Statistical analysis
The NIS database includes a 20% sample of US annual inpatient admissions, weighted samples (before/after 2012 using TRENDWT and DISCWT), stratum (NIS_STRATUM), and cluster (HOSPID) were used to produce national estimates for all analyses. The SURVEY procedure in SAS performs analysis for sample survey data. Descriptive statistics are presented as numbers (n) and weighted percentages (%), or as means and standard errors (SE). Group comparisons use standardised mean difference (SMD). The propensity-score matching (PSM) method uses the SAS OneToManyMTCH macro to balance the baseline characteristics of patients with and without frailty. The macro prioritises “best” matches first and then proceeds with “next-best” matches until no more can be made. The patient cohort was matched at a ratio of case (frail): control (non-frail) = 1:1 based on variables with SMD ≥ 0.1 in Supplementary Table 2 (except for HFRS).
Univariate and multivariable logistic regression analyses were used to determine associations between the study variables and binary outcomes, while linear regression was used to assess associations with the continuous outcome (i.e., total hospital costs). In addition, stratified analyses on the impact of frailty on in-hospital mortality were performed according to age, sex, and race/ethnicity.
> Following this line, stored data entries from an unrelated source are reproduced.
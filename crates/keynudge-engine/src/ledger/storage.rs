use async_trait::async_trait;
use serde::{Deserialize, Serialize};
use std::path::PathBuf;
use std::sync::{Arc, Mutex, PoisonError};
use tokio::fs;

#[derive(Debug, thiserror::Error)]
pub enum StorageError {
    #[error("IO error: {0}")]
    Io(#[from] std::io::Error),
    #[error("Serialization error: {0}")]
    Serialization(#[from] serde_yaml::Error),
    #[error("Store unavailable: {0}")]
    Unavailable(String),
}

/// Durable slot holding the encoded learned identities.
///
/// `save` replaces the whole slot.
#[async_trait]
pub trait LedgerStore: Send + Sync {
    async fn load(&self) -> Result<Vec<String>, StorageError>;

    async fn save(&self, entries: &[String]) -> Result<(), StorageError>;
}

#[derive(Debug, Default, Serialize, Deserialize)]
struct LedgerFile {
    #[serde(default)]
    learned_shortcuts: Vec<String>,
}

/// Stores the slot as a YAML file.
pub struct YamlLedgerStore {
    path: PathBuf,
}

impl YamlLedgerStore {
    pub fn new(path: PathBuf) -> Self {
        Self { path }
    }

    pub fn path(&self) -> &PathBuf {
        &self.path
    }
}

#[async_trait]
impl LedgerStore for YamlLedgerStore {
    async fn load(&self) -> Result<Vec<String>, StorageError> {
        if !self.path.exists() {
            return Ok(Vec::new());
        }
        let content = fs::read_to_string(&self.path).await?;
        if content.trim().is_empty() {
            return Ok(Vec::new());
        }
        let file: LedgerFile = serde_yaml::from_str(&content)?;
        Ok(file.learned_shortcuts)
    }

    async fn save(&self, entries: &[String]) -> Result<(), StorageError> {
        if let Some(parent) = self.path.parent()
            && !parent.as_os_str().is_empty()
            && !parent.exists()
        {
            fs::create_dir_all(parent).await?;
        }

        let yaml = serde_yaml::to_string(&LedgerFile {
            learned_shortcuts: entries.to_vec(),
        })?;

        // Write next to the target and rename so a crash never leaves half a file.
        let tmp = self.path.with_extension("yaml.tmp");
        fs::write(&tmp, yaml).await?;
        fs::rename(&tmp, &self.path).await?;
        Ok(())
    }
}

/// In-memory slot. Clones share the same slot, which lets tests simulate a
/// restart by building a second ledger over a clone.
#[derive(Clone, Default)]
pub struct MemoryLedgerStore {
    slot: Arc<Mutex<Vec<String>>>,
    fail_writes: Arc<Mutex<bool>>,
}

impl MemoryLedgerStore {
    pub fn new() -> Self {
        Self::default()
    }

    pub fn with_entries(entries: Vec<String>) -> Self {
        let store = Self::default();
        *store.slot.lock().unwrap_or_else(PoisonError::into_inner) = entries;
        store
    }

    /// Make every subsequent `save` fail until switched back.
    pub fn set_fail_writes(&self, fail: bool) {
        *self.fail_writes.lock().unwrap_or_else(PoisonError::into_inner) = fail;
    }

    pub fn snapshot(&self) -> Vec<String> {
        self.slot
            .lock()
            .unwrap_or_else(PoisonError::into_inner)
            .clone()
    }
}

#[async_trait]
impl LedgerStore for MemoryLedgerStore {
    async fn load(&self) -> Result<Vec<String>, StorageError> {
        Ok(self.snapshot())
    }

    async fn save(&self, entries: &[String]) -> Result<(), StorageError> {
        if *self.fail_writes.lock().unwrap_or_else(PoisonError::into_inner) {
            return Err(StorageError::Unavailable("writes disabled".into()));
        }
        *self.slot.lock().unwrap_or_else(PoisonError::into_inner) = entries.to_vec();
        Ok(())
    }
}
An SMD < 0.1 indicates a balanced distribution of variables between groups. Variables with an SMD ≥ 0.1 after PSM were additionally adjusted for in the multivariable model. All p-values were two-sided, and p < 0.05 was considered to represent statistical significance. All statistical analyses were performed using the statistical software package SAS software version 9.4 (SAS Institute Inc., Cary, NC, USA).